I return at last to the Heideggerian question posed by Zabala, “How is it going with Being?” As the book’s title suggests, Being is at large: it cannot be confined or even tamed, and it is always in the making and open to negotiation. For this reason, we need conversation as a way forward in a world dominated by authoritarian right-wing populism that aims to shut down alternative discourses. As Zabala explains in the afterword, “Being at large does not consist in becoming another being among others but rather in projects of interpretation, in overcoming impositions that reduce our possibilities of freedom.”

I like this notion of conversation as the way to freedom. In effect, it is also a way to counteract social conservatism and neoliberal political economy, while neutralizing fake news and mendacity. However, I am not convinced that the postmodern versions of Being and conversation presented by Zabala point the way forward, and I would prefer to consider connections to critical realism rather than eschew all forms of realism.
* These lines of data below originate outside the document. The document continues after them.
//! Product service
//!
//! Business logic for the product list: adding custom products, editing
//! prices, and removing custom products. Built-in products can be repriced
//! but never removed.

use tracing::info;

use crate::audit::EntityType;
use crate::error::{HourlyBuysError, HourlyBuysResult};
use crate::models::product::validate_price;
use crate::models::{PriceAnomaly, Product, ProductId, Unit};
use crate::storage::Storage;

/// Smallest price accepted for a newly added product
pub const MIN_NEW_PRICE: f64 = 0.01;

/// Parse a price typed by the user
pub fn parse_price(text: &str) -> HourlyBuysResult<f64> {
    let text = text.trim();
    let price: f64 = text.parse().map_err(|_| {
        HourlyBuysError::Validation(format!("'{}' is not a valid price", text))
    })?;
    validate_price(price).map_err(|e| HourlyBuysError::Validation(e.to_string()))?;
    Ok(price)
}

/// Service for product management
pub struct ProductService<'a> {
    storage: &'a Storage,
}

impl<'a> ProductService<'a> {
    /// Create a new product service
    pub fn new(storage: &'a Storage) -> Self {
        Self { storage }
    }

    /// List all products in display order
    pub fn list(&self) -> HourlyBuysResult<Vec<Product>> {
        self.storage.products.get_all()
    }

    /// Find a product by exact name (case-insensitive), then by ID
    ///
    /// A name such as "cafe" is also a valid short-ID prefix; the name wins.
    pub fn find(&self, identifier: &str) -> HourlyBuysResult<Option<Product>> {
        if let Some(product) = self.storage.products.get_by_name(identifier)? {
            return Ok(Some(product));
        }

        Ok(self
            .storage
            .products
            .get_all()?
            .into_iter()
            .find(|p| p.id.matches(identifier)))
    }

    /// Find a product or fail with a not-found error
    pub fn require(&self, identifier: &str) -> HourlyBuysResult<Product> {
        self.find(identifier)?
            .ok_or_else(|| HourlyBuysError::product_not_found(identifier))
    }

    /// Add a custom product
    pub fn add(&self, name: &str, unit: &str, price: f64) -> HourlyBuysResult<Product> {
        let name = name.trim();
        if name.is_empty() {
            return Err(HourlyBuysError::Validation(
                "Product name is required".into(),
            ));
        }

        let unit = Unit::parse(unit).map_err(|e| HourlyBuysError::Validation(e.to_string()))?;

        if !price.is_finite() || price < MIN_NEW_PRICE {
            return Err(HourlyBuysError::Validation(
                "Price must be greater than 0".into(),
            ));
        }

        if self.storage.products.get_by_name(name)?.is_some() {
            return Err(HourlyBuysError::Duplicate {
                entity_type: "Product",
                identifier: name.to_string(),
            });
        }

        let product = Product::custom(name, unit, price);
        product
            .validate()
            .map_err(|e| HourlyBuysError::Validation(e.to_string()))?;

        self.storage.products.upsert(product.clone())?;
        self.storage.products.save()?;

        self.storage.log_create(
            EntityType::Product,
            product.id.to_string(),
            Some(product.name.clone()),
            &product,
        )?;

        info!(
            "Added product {} at {} {}",
            product.name, product.price, product.unit
        );
        Ok(product)
    }

    /// Change a product's price (zero is allowed)
    pub fn update_price(&self, id: ProductId, price: f64) -> HourlyBuysResult<Product> {
        validate_price(price).map_err(|e| HourlyBuysError::Validation(e.to_string()))?;

        let before = self
            .storage
            .products
            .get(id)?
            .ok_or_else(|| HourlyBuysError::product_not_found(id.to_string()))?;

        let mut product = before.clone();
        product.price = price;

        self.storage.products.upsert(product.clone())?;
        self.storage.products.save()?;

        self.storage.log_update(
            EntityType::Product,
            product.id.to_string(),
            Some(product.name.clone()),
            &before,
            &product,
        )?;

        Ok(product)
    }

    /// Remove a custom product
    pub fn remove(&self, id: ProductId) -> HourlyBuysResult<Product> {
        let product = self
            .storage
            .products
            .get(id)?
            .ok_or_else(|| HourlyBuysError::product_not_found(id.to_string()))?;

        if !product.is_custom {
            return Err(HourlyBuysError::ProtectedProduct(product.name));
        }

        self.storage.products.delete(id)?;
        self.storage.products.save()?;

        self.storage.log_delete(
            EntityType::Product,
            product.id.to_string(),
            Some(product.name.clone()),
            &product,
        )?;

        info!("Removed product {}", product.name);
        Ok(product)
    }

    /// Take the price suggested by the price check for the named product
    ///
    /// Returns `None` if no product has that name.
    pub fn apply_suggestion(
        &self,
        anomaly: &PriceAnomaly,
    ) -> HourlyBuysResult<Option<Product>> {
        match self.storage.products.get_by_name(&anomaly.product_name)? {
            Some(product) => self
                .update_price(product.id, anomaly.suggested_price)
                .map(Some),
            None => Ok(None),
        }
    }
}

#[cfg(test)]
mod tests {
    use super::*;
    use crate::config::paths::HourlyBuysPaths;
    use tempfile::TempDir;

    fn create_test_storage() -> (TempDir, Storage) {
        let temp_dir = TempDir::new().unwrap();
        let paths = HourlyBuysPaths::with_base_dir(temp_dir.path().to_path_buf());
        let mut storage = Storage::new(paths).unwrap();
        storage.load_all().unwrap();
        (temp_dir, storage)
    }

    #[test]
    fn test_add_custom_product() {
        let (_temp_dir, storage) = create_test_storage();
        let service = ProductService::new(&storage);

        let product = service.add("Tofu", "CNY/block", 3.5).unwrap();
        assert!(product.is_custom);
        assert_eq!(product.unit.measure(), "block");
        assert_eq!(service.list().unwrap().last().unwrap().id, product.id);
    }

    #[test]
    fn test_add_rejects_bad_input() {
        let (_temp_dir, storage) = create_test_storage();
        let service = ProductService::new(&storage);

        assert!(service.add("", "CNY/jin", 1.0).unwrap_err().is_validation());
        assert!(service.add("Tofu", " ", 1.0).unwrap_err().is_validation());
        assert!(service.add("Tofu", "CNY/block", 0.0).unwrap_err().is_validation());
        assert!(service
            .add("Tofu", "CNY/block", f64::NAN)
            .unwrap_err()
            .is_validation());
        assert!(matches!(
            service.add("rice", "CNY/jin", 1.0),
            Err(HourlyBuysError::Duplicate { .. })
        ));
        assert_eq!(service.list().unwrap().len(), 6);
    }

    #[test]
    fn test_custom_product_can_be_removed() {
        let (_temp_dir, storage) = create_test_storage();
        let service = ProductService::new(&storage);

        let product = service.add("Tofu", "CNY/block", 3.5).unwrap();
        service.remove(product.id).unwrap();

        assert!(service.find("Tofu").unwrap().is_none());
        assert_eq!(service.list().unwrap().len(), 6);
    }

    #[test]
    fn test_seed_product_cannot_be_removed() {
        let (_temp_dir, storage) = create_test_storage();
        let service = ProductService::new(&storage);

        let rice = service.require("Rice").unwrap();
        let err = service.remove(rice.id).unwrap_err();

        assert!(matches!(err, HourlyBuysError::ProtectedProduct(_)));
        assert_eq!(service.list().unwrap().len(), 6);
    }

    #[test]
    fn test_update_price() {
        let (_temp_dir, storage) = create_test_storage();
        let service = ProductService::new(&storage);
        let rice = service.require("rice").unwrap();

        let updated = service.update_price(rice.id, 3.0).unwrap();
        assert_eq!(updated.price, 3.0);

        // Zero is a valid price, negative is not
        assert_eq!(service.update_price(rice.id, 0.0).unwrap().price, 0.0);
        assert!(service
            .update_price(rice.id, -1.0)
            .unwrap_err()
            .is_validation());
        assert_eq!(service.require("rice").unwrap().price, 0.0);
    }

    #[test]
    fn test_find_by_short_id() {
        let (_temp_dir, storage) = create_test_storage();
        let service = ProductService::new(&storage);
        let milk = service.require("Milk").unwrap();

        let found = service.find(&milk.id.to_string()).unwrap().unwrap();
        assert_eq!(found.id, milk.id);
        assert!(service.require("caviar").unwrap_err().is_not_found());
    }

    #[test]
    fn test_find_prefers_name_over_short_id() {
        let (_temp_dir, storage) = create_test_storage();
        let service = ProductService::new(&storage);
        let rice = service.require("Rice").unwrap();

        // A custom product named after the first digits of Rice's ID
        let prefix = rice.id.as_uuid().simple().to_string()[..4].to_string();
        let custom = service.add(&prefix, "CNY/jin", 1.0).unwrap();

        assert_eq!(service.find(&prefix).unwrap().unwrap().id, custom.id);
        assert_eq!(
            service.find(&prefix.to_uppercase()).unwrap().unwrap().id,
            custom.id
        );
        assert_eq!(
            service.find(&rice.id.to_string()).unwrap().unwrap().id,
            rice.id
        );
    }

    #[test]
    fn test_apply_suggestion() {
        let (_temp_dir, storage) = create_test_storage();
        let service = ProductService::new(&storage);

        let anomaly = PriceAnomaly {
            product_name: "Pork".into(),
            suggested_price: 14.0,
            reason: "Too high".into(),
        };
        let updated = service.apply_suggestion(&anomaly).unwrap().unwrap();
        assert_eq!(updated.price, 14.0);

        let unknown = PriceAnomaly {
            product_name: "Caviar".into(),
            ..anomaly
        };
        assert!(service.apply_suggestion(&unknown).unwrap().is_none());
    }

    #[test]
    fn test_parse_price() {
        assert_eq!(parse_price(" 2.5 ").unwrap(), 2.5);
        assert_eq!(parse_price("0").unwrap(), 0.0);
        assert!(parse_price("abc").unwrap_err().is_validation());
        assert!(parse_price("-3").unwrap_err().is_validation());
        assert!(parse_price("NaN").unwrap_err().is_validation());
    }

    #[test]
    fn test_changes_are_audited() {
        let (_temp_dir, storage) = create_test_storage();
        let service = ProductService::new(&storage);

        let product = service.add("Tofu", "CNY/block", 3.5).unwrap();
        service.update_price(product.id, 4.0).unwrap();
        service.remove(product.id).unwrap();

        let entries = storage.audit().read_all().unwrap();
        assert_eq!(entries.len(), 3);
        assert_eq!(entries[1].diff_summary.as_deref(), Some("price: 3.5 -> 4.0"));
    }
}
I align with Nancy Fraser, who argues against what she calls “progressive neoliberalism,” which has emerged from the institutional Left’s embrace of recognition politics as it has moved away from redistribution politics. Fraser sees this form of neoliberalism as perhaps the biggest obstacle at present to a genuinely left politics in the United States and elsewhere. Zabala adopts Fraser’s thesis, despite the fact that she distinguishes objective (i.e. real) structures that must be addressed and transformed if we are to liberate ourselves from global capitalism. There is an objective “crisis complex,” comprising “ecological, economic, and social” elements, and a “subjective counterpart” that is the response to this crisis complex. Crucially, without a viable solution to the “underlying objective problems,” no subjective response, “however apparently compelling,” can possibly sustain itself to “secure a durable counterhegemony.”

The question that remains in my mind is if conversation—for Fraser, a subjective response—can ever lead to profound political economic and social transformation if it never rubs shoulders with the “larger crisis complex,” i.e. the real. Zabala declines to seek strategic theoretical solutions to objective problems because, among other things, in anarchic hermeneutics, the objective (real) does not exist.


David Block is the ICREA Research Professor in Sociolinguistics in the Departament d’Humanitats at the Universitat Pompeu Fabra.